What this task involves |
Collect each line of the records containing the string "KeyValue".

Dataset entries:
##########

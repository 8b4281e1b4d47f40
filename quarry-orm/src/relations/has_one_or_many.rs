//! Has-one and has-many relations.

use std::collections::HashMap;
use std::sync::Arc;

use quarry_query::{KeyValue, QueryError, QueryResult, Value};

use super::collect_keys;
use crate::definition::ModelDef;
use crate::model::{Model, Relationship};
use crate::orm::Orm;
use crate::query::ModelQuery;

/// Related rows carry a foreign key pointing at the parent.
#[derive(Debug, Clone)]
pub struct HasOneOrMany<'o> {
    orm: Orm<'o>,
    query: ModelQuery<'o>,
    parent: Arc<ModelDef>,
    foreign_key: String,
    local_key: String,
    parent_key_value: Option<Value>,
    many: bool,
}

impl<'o> HasOneOrMany<'o> {
    pub(crate) fn new(
        orm: Orm<'o>,
        query: ModelQuery<'o>,
        parent: &Arc<ModelDef>,
        foreign_key: &str,
        local_key: Option<&str>,
        many: bool,
    ) -> Self {
        Self {
            orm,
            query,
            parent: Arc::clone(parent),
            foreign_key: foreign_key.to_string(),
            local_key: local_key.unwrap_or(parent.key_name()).to_string(),
            parent_key_value: None,
            many,
        }
    }

    /// Foreign key column on the related table.
    pub fn foreign_key_name(&self) -> &str {
        &self.foreign_key
    }

    /// `related_table.foreign_key`.
    pub fn qualified_foreign_key_name(&self) -> String {
        self.query.def().qualify(&self.foreign_key)
    }

    /// Parent column the foreign key references.
    pub fn local_key_name(&self) -> &str {
        &self.local_key
    }

    /// Definition of the parent model.
    pub fn parent(&self) -> &Arc<ModelDef> {
        &self.parent
    }

    pub(crate) fn add_constraints(&mut self, parent: &Model) {
        let value = parent.get_raw(&self.local_key).cloned().unwrap_or(Value::Null);
        let column = self.qualified_foreign_key_name();
        self.query = self
            .query
            .clone()
            .where_eq(column.clone(), value.clone())
            .where_not_null(column);
        self.parent_key_value = Some(value);
    }

    pub(crate) fn add_eager_constraints(&mut self, models: &[Model]) -> bool {
        let keys = collect_keys(models, &self.local_key);
        if keys.is_empty() {
            return false;
        }
        let column = self.qualified_foreign_key_name();
        self.query = self.query.clone().where_in(column, keys);
        true
    }

    pub(crate) fn match_models(&self, models: &mut [Model], results: Vec<Model>, name: &str) {
        let mut dictionary: HashMap<KeyValue, Vec<Model>> = HashMap::new();
        for result in results {
            if let Some(key) = result.get_raw(&self.foreign_key).and_then(Value::as_key) {
                dictionary.entry(key).or_default().push(result);
            }
        }

        for model in models {
            let matched = model
                .get_raw(&self.local_key)
                .and_then(Value::as_key)
                .and_then(|key| dictionary.get(&key));
            let value = if self.many {
                Relationship::Many(matched.cloned().unwrap_or_default())
            } else {
                Relationship::One(matched.and_then(|all| all.first()).cloned().map(Box::new))
            };
            model.set_relation(name, value);
        }
    }

    pub(crate) fn query(&self) -> &ModelQuery<'o> {
        &self.query
    }

    pub(crate) fn query_mut(&mut self) -> &mut ModelQuery<'o> {
        &mut self.query
    }

    /// Every related model.
    pub fn get(&self) -> QueryResult<Vec<Model>> {
        self.query.get()
    }

    /// The first related model.
    pub fn first(&self) -> QueryResult<Option<Model>> {
        self.query.first()
    }

    fn parent_value(&self) -> QueryResult<Value> {
        match &self.parent_key_value {
            Some(value) if !value.is_null() => Ok(value.clone()),
            _ => Err(QueryError::invalid_query(format!(
                "{} relation needs a saved {} parent",
                self.query.def().name(),
                self.parent.name()
            ))),
        }
    }

    /// Point `model` at the parent and save it.
    pub fn save(&self, model: &mut Model) -> QueryResult<bool> {
        model.set_raw(self.foreign_key.clone(), self.parent_value()?);
        model.save(self.orm)
    }

    /// Save each of `models` under the parent.
    pub fn save_many(&self, models: &mut [Model]) -> QueryResult<()> {
        for model in models {
            self.save(model)?;
        }
        Ok(())
    }

    /// Create a related model from `attributes` under the parent.
    pub fn create<I, K, V>(&self, attributes: I) -> QueryResult<Model>
    where
        I: IntoIterator<Item = (K, V)>,
        K: Into<String>,
        V: Into<Value>,
    {
        let parent_value = self.parent_value()?;
        let mut model = self.orm.make(Arc::clone(self.query.def()));
        model.fill(attributes)?;
        model.set_raw(self.foreign_key.clone(), parent_value);
        model.save(self.orm)?;
        Ok(model)
    }
}

#[cfg(test)]
mod tests {
    use super::*;
    use crate::registry::Registry;
    use crate::relations::Relation;
    use pretty_assertions::assert_eq;
    use quarry_query::connection::{testing::RecordingDriver, Connection};
    use quarry_query::row;

    fn registry() -> Registry {
        let registry = Registry::new();
        registry.register(ModelDef::new("User").has_many("posts", "Post").has_one("profile", "Profile"));
        registry.register(ModelDef::new("Post").fillable(["title"]).timestamps(false));
        registry.register(ModelDef::new("Profile"));
        registry
    }

    #[test]
    fn test_eager_has_many_runs_one_query_for_all_parents() {
        let driver = RecordingDriver::new()
            .queue_rows(vec![
                row! { "id" => 1, "name" => "ann" },
                row! { "id" => 2, "name" => "bob" },
                row! { "id" => 3, "name" => "cyd" },
            ])
            .queue_rows(vec![
                row! { "id" => 10, "user_id" => 1 },
                row! { "id" => 11, "user_id" => 1 },
                row! { "id" => 12, "user_id" => 3 },
            ]);
        let log = driver.log();
        let conn = Connection::new("test", driver);
        let registry = registry();
        let orm = Orm::new(&conn, &registry);

        let users = orm.query("User").unwrap().with(["posts"]).get().unwrap();

        assert_eq!(log.len(), 2);
        let entries = log.entries();
        assert_eq!(entries[1].0, r#"SELECT * FROM "posts" WHERE "posts"."user_id" IN (?, ?, ?)"#);
        assert_eq!(entries[1].1, vec![Value::Int(1), Value::Int(2), Value::Int(3)]);

        let counts: Vec<usize> = users.iter().map(|u| u.related_many("posts").len()).collect();
        assert_eq!(counts, vec![2, 0, 1]);
        assert!(users.iter().all(|u| u.relation_loaded("posts")));
    }

    #[test]
    fn test_eager_load_without_parents_runs_no_relation_query() {
        let driver = RecordingDriver::new();
        let log = driver.log();
        let conn = Connection::new("test", driver);
        let registry = registry();
        let orm = Orm::new(&conn, &registry);

        let users = orm.query("User").unwrap().with(["posts"]).get().unwrap();
        assert!(users.is_empty());
        assert_eq!(log.len(), 1);
    }

    #[test]
    fn test_eager_load_skips_query_when_no_keys() {
        let driver = RecordingDriver::new().queue_rows(vec![row! { "name" => "keyless" }]);
        let log = driver.log();
        let conn = Connection::new("test", driver);
        let registry = registry();
        let orm = Orm::new(&conn, &registry);

        let users = orm.query("User").unwrap().with(["posts"]).get().unwrap();
        assert_eq!(log.len(), 1);
        assert_eq!(users[0].relation("posts"), Some(&Relationship::Many(vec![])));
    }

    #[test]
    fn test_has_one_matches_first_result() {
        let driver = RecordingDriver::new()
            .queue_rows(vec![row! { "id" => 1 }, row! { "id" => 2 }])
            .queue_rows(vec![row! { "id" => 7, "user_id" => 2 }]);
        let conn = Connection::new("test", driver);
        let registry = registry();
        let orm = Orm::new(&conn, &registry);

        let users = orm.query("User").unwrap().with(["profile"]).get().unwrap();
        assert!(users[0].related_one("profile").is_none());
        assert_eq!(users[1].related_one("profile").unwrap().get_key(), Value::Int(7));
    }

    #[test]
    fn test_create_sets_foreign_key() {
        let driver = RecordingDriver::new();
        let log = driver.log();
        let conn = Connection::new("test", driver);
        let registry = registry();
        let orm = Orm::new(&conn, &registry);

        let user = Model::hydrate(registry.get("User").unwrap(), row! { "id" => 4 });
        let mut relation = Relation::new(orm, user.def(), "posts").unwrap();
        relation.add_constraints(&user);
        let posts = relation.into_has_one_or_many().unwrap();

        let post = posts.create([("title", "hello")]).unwrap();
        assert!(post.exists());
        assert_eq!(post.get_raw("user_id"), Some(&Value::Int(4)));
        assert_eq!(
            log.entries()[0],
            (
                r#"INSERT INTO "posts" ("title", "user_id") VALUES (?, ?)"#.to_string(),
                vec![Value::from("hello"), Value::Int(4)]
            )
        );
    }
}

##########

Response |
use quarry_query::{KeyValue, QueryError, QueryResult, Value};
        let mut dictionary: HashMap<KeyValue, Vec<Model>> = HashMap::new();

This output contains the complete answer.